* [YOUR INSTRUCTIONS]:
Every line below between the line holding "use oracle::HeuristicOracle;" and the line holding "let num_abstract_states = abstraction.num_abstract_states();", inclusive, should be repeated exactly, and all other lines omitted.

=== Section Start ===

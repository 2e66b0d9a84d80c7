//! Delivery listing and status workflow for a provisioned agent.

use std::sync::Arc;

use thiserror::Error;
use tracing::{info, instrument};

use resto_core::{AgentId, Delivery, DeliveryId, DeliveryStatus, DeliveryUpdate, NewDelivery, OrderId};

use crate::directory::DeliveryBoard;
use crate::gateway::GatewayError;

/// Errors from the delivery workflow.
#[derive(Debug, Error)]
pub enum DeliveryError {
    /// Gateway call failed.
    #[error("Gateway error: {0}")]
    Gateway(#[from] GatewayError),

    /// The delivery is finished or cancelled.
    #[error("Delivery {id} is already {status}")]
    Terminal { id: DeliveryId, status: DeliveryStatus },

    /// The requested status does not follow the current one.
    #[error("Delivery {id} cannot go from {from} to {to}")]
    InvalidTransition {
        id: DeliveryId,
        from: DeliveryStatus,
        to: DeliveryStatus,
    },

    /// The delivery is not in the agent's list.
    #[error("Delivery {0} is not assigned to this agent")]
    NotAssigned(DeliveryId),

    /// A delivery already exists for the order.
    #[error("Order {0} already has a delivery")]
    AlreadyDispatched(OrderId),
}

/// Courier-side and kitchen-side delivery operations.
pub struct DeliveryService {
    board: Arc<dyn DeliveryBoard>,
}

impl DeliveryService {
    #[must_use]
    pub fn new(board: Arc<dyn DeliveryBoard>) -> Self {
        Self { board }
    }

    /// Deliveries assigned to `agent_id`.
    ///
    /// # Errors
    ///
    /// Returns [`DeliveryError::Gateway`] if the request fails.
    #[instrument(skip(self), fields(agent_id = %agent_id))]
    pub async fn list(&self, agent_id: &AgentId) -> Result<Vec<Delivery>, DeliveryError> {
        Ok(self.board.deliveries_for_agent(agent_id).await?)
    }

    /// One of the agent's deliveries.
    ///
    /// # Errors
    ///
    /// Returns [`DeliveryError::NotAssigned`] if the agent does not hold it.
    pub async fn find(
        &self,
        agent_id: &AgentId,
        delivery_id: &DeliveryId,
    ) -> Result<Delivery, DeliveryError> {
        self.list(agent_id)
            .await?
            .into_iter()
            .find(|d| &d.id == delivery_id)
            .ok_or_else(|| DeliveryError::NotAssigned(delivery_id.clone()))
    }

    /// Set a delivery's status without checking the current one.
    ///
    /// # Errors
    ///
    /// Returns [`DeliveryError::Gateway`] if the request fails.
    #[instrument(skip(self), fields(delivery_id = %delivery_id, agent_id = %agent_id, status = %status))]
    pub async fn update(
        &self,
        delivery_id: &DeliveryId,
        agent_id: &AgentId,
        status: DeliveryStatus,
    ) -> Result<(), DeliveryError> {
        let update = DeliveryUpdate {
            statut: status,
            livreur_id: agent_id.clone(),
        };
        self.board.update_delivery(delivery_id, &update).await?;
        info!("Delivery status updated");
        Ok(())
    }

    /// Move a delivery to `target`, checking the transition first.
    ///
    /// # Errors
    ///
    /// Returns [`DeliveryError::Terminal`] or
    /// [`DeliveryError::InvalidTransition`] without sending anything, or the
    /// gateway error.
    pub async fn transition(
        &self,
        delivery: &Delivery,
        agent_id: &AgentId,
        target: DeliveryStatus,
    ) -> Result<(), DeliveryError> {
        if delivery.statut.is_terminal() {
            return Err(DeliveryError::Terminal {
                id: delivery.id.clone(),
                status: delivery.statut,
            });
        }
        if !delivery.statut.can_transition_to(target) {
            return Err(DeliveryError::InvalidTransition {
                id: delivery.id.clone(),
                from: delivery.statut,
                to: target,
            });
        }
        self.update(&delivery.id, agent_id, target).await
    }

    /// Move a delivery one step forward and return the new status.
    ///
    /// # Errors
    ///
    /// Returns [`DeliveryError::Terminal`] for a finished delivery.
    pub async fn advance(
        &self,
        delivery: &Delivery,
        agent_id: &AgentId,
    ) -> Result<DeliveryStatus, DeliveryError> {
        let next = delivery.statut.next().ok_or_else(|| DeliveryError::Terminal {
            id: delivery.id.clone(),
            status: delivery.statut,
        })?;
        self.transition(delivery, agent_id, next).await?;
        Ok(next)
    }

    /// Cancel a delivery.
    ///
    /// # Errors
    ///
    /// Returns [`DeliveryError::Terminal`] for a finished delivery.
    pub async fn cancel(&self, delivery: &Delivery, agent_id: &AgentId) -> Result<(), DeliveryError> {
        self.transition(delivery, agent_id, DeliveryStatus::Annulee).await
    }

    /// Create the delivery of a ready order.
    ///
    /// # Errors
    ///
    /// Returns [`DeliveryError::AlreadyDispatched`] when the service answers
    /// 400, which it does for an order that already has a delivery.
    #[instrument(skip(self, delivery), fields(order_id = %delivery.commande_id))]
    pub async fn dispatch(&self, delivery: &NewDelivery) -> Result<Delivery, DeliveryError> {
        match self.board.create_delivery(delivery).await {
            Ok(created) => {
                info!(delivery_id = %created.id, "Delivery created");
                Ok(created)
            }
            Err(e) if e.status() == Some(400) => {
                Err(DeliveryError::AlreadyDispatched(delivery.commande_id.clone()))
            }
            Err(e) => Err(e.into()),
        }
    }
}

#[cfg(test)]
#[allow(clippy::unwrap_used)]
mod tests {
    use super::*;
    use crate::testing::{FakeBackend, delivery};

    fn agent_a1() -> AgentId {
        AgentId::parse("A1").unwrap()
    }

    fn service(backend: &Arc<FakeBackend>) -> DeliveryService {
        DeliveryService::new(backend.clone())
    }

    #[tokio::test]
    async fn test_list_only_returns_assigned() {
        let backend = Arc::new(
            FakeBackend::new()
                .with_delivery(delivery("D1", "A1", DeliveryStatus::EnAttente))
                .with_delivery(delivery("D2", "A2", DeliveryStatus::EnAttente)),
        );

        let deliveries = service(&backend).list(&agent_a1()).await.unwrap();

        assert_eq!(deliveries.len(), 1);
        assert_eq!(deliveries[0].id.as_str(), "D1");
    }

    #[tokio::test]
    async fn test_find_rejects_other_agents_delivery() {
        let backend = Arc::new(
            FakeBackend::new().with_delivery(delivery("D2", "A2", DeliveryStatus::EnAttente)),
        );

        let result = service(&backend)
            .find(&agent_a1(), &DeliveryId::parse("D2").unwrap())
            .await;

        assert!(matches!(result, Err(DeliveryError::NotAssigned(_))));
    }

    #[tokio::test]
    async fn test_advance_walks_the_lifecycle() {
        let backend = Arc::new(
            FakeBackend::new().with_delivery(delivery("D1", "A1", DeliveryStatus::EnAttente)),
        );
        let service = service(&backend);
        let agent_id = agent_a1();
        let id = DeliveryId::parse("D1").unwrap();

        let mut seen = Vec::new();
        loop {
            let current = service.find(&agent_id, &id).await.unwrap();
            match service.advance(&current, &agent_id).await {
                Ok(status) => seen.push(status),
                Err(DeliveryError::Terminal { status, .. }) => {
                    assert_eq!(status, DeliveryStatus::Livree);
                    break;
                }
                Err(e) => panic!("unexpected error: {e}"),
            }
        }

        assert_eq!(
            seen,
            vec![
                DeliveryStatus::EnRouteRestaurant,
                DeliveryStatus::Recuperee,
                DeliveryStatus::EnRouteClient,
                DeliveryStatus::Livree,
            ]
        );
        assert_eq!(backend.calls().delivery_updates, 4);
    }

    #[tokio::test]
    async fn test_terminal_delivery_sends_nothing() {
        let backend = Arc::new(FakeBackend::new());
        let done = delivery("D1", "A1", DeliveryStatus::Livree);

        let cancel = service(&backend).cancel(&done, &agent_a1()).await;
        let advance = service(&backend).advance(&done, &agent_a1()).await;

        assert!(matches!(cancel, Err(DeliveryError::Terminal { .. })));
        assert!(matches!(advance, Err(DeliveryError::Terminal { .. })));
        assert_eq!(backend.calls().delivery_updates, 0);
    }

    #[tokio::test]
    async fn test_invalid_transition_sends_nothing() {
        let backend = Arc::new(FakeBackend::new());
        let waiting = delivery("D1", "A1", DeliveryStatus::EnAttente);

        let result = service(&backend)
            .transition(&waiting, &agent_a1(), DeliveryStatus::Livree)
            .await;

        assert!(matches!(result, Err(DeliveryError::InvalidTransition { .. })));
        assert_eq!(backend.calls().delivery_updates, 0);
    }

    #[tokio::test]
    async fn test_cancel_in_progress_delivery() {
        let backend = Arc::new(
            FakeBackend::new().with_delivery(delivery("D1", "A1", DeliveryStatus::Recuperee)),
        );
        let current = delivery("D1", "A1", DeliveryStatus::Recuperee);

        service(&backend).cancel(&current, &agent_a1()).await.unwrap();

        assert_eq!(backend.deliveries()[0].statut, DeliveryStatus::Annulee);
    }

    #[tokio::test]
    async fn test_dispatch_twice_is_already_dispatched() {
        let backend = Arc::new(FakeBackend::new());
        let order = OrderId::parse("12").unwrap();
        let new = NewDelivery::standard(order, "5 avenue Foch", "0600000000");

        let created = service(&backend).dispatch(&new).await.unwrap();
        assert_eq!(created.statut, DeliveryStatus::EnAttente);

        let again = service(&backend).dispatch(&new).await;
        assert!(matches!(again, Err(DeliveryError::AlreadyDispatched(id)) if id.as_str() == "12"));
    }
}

=== Section End ===
=== Section Start ===

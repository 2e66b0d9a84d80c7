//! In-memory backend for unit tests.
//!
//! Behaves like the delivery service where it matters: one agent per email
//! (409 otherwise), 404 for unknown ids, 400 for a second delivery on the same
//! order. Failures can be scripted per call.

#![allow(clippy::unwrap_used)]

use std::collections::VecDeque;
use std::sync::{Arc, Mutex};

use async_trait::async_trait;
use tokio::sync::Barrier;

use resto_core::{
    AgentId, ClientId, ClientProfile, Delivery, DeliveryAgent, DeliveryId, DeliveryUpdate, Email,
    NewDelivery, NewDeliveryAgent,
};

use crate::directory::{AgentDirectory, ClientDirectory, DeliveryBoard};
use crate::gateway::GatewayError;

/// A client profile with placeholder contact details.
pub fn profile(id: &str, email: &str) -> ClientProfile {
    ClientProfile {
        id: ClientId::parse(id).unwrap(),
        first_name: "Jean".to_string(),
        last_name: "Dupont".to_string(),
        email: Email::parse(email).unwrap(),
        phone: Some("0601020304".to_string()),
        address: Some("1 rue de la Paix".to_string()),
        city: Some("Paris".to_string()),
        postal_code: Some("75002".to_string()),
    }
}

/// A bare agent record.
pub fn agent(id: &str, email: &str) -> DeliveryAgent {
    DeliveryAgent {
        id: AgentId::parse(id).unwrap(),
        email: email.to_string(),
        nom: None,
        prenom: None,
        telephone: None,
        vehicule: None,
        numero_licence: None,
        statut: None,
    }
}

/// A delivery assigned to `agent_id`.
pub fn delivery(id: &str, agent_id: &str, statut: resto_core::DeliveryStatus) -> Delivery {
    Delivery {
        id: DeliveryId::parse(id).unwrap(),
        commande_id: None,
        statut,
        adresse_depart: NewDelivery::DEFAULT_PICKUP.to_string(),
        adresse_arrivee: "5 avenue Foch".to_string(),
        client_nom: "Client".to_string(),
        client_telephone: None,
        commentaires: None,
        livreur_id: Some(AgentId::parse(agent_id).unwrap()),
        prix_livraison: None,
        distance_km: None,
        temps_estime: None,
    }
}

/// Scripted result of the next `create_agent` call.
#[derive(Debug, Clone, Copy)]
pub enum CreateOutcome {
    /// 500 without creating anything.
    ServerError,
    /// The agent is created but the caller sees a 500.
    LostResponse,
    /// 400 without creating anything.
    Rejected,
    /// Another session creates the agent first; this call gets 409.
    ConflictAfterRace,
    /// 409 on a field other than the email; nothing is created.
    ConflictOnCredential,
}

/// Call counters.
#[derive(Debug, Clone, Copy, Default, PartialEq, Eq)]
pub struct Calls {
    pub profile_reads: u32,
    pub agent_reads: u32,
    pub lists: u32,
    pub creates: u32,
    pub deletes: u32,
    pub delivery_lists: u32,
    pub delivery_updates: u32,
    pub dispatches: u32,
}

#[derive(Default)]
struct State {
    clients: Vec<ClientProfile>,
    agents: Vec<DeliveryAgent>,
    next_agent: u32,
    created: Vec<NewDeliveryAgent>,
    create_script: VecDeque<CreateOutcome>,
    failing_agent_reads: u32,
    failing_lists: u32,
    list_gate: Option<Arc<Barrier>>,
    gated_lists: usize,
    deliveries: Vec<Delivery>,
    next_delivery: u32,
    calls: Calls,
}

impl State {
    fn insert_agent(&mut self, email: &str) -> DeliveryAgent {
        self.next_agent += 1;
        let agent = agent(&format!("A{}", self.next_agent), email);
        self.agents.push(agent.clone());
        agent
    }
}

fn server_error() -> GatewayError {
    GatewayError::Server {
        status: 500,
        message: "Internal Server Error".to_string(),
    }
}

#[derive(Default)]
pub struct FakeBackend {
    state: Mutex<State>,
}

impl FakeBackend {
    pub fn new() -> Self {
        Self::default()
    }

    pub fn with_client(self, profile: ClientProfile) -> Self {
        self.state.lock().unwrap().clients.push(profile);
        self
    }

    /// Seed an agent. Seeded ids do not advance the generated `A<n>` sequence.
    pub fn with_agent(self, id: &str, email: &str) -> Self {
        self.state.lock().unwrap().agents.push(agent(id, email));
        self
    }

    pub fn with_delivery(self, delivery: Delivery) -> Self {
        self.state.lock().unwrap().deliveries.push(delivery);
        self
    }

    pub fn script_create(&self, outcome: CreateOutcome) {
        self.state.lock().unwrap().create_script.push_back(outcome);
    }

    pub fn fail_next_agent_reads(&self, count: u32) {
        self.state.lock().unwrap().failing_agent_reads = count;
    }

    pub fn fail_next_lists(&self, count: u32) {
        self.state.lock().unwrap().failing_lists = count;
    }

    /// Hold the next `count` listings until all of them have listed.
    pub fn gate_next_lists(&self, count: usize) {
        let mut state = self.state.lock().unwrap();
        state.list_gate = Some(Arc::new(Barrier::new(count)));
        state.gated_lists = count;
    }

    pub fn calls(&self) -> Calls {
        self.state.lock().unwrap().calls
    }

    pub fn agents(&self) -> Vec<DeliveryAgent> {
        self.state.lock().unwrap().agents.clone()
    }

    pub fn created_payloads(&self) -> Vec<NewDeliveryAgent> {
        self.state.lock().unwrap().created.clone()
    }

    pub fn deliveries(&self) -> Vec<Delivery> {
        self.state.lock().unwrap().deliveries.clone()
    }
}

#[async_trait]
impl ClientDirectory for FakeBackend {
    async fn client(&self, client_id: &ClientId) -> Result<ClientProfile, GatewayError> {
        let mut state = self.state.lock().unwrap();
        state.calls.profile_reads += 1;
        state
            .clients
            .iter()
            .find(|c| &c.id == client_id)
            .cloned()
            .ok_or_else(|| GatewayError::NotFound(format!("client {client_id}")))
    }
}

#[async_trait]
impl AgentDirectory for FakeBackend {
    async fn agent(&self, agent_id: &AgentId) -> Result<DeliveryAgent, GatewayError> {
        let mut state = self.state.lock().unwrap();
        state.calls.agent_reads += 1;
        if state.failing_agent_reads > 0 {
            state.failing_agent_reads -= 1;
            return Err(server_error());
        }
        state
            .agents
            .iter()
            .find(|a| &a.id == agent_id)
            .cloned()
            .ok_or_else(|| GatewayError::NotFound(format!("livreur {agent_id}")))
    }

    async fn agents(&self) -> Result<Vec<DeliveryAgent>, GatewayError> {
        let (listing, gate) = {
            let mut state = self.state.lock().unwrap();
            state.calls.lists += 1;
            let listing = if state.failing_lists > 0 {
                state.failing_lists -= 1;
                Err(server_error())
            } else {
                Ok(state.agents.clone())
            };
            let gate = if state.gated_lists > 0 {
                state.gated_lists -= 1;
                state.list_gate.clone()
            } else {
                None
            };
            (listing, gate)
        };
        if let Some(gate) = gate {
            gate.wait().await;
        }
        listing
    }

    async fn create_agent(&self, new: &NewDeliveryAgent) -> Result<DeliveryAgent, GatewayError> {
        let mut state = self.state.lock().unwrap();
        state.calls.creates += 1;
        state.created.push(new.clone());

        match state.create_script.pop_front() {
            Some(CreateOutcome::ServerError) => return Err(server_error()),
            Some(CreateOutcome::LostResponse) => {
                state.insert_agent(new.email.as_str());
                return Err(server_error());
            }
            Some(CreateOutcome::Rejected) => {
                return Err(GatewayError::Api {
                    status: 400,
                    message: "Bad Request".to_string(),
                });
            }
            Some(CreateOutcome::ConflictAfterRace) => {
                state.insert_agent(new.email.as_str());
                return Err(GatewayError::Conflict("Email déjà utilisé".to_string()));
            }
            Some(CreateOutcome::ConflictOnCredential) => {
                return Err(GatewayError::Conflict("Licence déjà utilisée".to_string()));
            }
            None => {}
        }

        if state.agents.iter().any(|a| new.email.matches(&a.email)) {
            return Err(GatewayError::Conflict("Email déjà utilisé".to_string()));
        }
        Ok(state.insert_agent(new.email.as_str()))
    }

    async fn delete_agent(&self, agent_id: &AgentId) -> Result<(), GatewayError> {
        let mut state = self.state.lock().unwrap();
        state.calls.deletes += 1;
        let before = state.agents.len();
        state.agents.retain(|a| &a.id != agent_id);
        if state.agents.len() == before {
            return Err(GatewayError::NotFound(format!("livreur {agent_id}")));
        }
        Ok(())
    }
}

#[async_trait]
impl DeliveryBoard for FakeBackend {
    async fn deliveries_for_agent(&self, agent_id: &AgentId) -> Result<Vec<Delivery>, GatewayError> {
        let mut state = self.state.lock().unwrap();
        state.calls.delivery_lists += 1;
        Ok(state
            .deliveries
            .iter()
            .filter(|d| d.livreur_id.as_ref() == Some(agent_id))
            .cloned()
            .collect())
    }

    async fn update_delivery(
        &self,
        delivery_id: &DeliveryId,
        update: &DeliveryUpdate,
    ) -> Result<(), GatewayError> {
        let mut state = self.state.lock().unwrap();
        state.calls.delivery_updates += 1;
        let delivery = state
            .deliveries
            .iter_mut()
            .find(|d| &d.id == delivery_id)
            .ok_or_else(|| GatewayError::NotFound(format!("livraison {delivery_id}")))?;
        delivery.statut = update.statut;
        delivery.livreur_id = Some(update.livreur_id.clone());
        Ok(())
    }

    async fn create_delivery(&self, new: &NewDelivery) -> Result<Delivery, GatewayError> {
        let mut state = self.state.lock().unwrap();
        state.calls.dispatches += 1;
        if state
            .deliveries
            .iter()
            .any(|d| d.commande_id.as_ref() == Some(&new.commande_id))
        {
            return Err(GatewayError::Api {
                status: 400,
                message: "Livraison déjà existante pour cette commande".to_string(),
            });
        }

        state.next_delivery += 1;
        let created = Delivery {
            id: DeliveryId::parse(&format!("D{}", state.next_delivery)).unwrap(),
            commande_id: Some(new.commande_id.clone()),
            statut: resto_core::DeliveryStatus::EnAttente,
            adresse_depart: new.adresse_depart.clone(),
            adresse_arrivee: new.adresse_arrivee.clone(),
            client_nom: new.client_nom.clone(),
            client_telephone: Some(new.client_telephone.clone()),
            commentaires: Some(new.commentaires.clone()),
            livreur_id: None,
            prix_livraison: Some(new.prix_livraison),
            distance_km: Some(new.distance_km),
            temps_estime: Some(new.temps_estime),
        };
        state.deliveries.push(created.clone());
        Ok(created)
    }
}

=== Section End ===
=== Section Start ===

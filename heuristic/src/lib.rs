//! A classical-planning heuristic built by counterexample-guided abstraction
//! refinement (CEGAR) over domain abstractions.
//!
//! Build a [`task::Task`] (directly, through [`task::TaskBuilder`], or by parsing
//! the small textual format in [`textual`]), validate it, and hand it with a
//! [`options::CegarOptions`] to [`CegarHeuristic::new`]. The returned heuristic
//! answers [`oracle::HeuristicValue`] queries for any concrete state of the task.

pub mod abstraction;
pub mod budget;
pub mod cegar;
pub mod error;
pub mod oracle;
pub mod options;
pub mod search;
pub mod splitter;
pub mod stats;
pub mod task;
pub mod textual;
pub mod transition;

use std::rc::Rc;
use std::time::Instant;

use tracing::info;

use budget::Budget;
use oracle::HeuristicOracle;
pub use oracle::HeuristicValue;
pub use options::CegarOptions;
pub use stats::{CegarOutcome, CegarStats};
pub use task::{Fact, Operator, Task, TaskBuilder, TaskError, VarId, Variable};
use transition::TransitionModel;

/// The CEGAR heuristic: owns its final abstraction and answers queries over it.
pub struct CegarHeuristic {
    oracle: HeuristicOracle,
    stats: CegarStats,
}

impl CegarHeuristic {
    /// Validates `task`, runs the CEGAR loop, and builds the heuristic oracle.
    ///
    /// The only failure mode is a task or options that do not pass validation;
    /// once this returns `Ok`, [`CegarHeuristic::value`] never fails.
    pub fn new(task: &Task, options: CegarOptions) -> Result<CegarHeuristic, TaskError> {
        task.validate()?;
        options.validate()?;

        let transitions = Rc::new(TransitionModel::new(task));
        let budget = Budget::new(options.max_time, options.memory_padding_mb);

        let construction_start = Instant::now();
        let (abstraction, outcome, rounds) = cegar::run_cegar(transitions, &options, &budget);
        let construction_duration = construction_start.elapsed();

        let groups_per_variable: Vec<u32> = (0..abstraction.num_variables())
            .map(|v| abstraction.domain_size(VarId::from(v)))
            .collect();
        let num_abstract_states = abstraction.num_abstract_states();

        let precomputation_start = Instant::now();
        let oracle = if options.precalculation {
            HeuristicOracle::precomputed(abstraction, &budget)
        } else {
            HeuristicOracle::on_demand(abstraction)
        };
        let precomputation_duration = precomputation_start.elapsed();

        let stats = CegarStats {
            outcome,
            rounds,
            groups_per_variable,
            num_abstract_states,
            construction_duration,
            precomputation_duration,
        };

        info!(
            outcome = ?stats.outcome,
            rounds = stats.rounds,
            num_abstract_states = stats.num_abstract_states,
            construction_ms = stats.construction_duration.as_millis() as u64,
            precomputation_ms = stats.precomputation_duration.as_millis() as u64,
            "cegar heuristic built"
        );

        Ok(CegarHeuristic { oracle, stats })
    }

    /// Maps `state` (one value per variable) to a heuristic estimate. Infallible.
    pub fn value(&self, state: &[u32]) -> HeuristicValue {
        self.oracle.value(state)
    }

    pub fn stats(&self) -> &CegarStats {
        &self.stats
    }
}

=== Section End ===

* [ANSWER SECTION]:
use oracle::HeuristicOracle;
pub use oracle::HeuristicValue;
pub use options::CegarOptions;
pub use stats::{CegarOutcome, CegarStats};
pub use task::{Fact, Operator, Task, TaskBuilder, TaskError, VarId, Variable};
use transition::TransitionModel;

/// The CEGAR heuristic: owns its final abstraction and answers queries over it.
pub struct CegarHeuristic {
    oracle: HeuristicOracle,
    stats: CegarStats,
}

impl CegarHeuristic {
    /// Validates `task`, runs the CEGAR loop, and builds the heuristic oracle.
    ///
    /// The only failure mode is a task or options that do not pass validation;
    /// once this returns `Ok`, [`CegarHeuristic::value`] never fails.
    pub fn new(task: &Task, options: CegarOptions) -> Result<CegarHeuristic, TaskError> {
        task.validate()?;
        options.validate()?;

        let transitions = Rc::new(TransitionModel::new(task));
        let budget = Budget::new(options.max_time, options.memory_padding_mb);

        let construction_start = Instant::now();
        let (abstraction, outcome, rounds) = cegar::run_cegar(transitions, &options, &budget);
        let construction_duration = construction_start.elapsed();

        let groups_per_variable: Vec<u32> = (0..abstraction.num_variables())
            .map(|v| abstraction.domain_size(VarId::from(v)))
            .collect();
        let num_abstract_states = abstraction.num_abstract_states();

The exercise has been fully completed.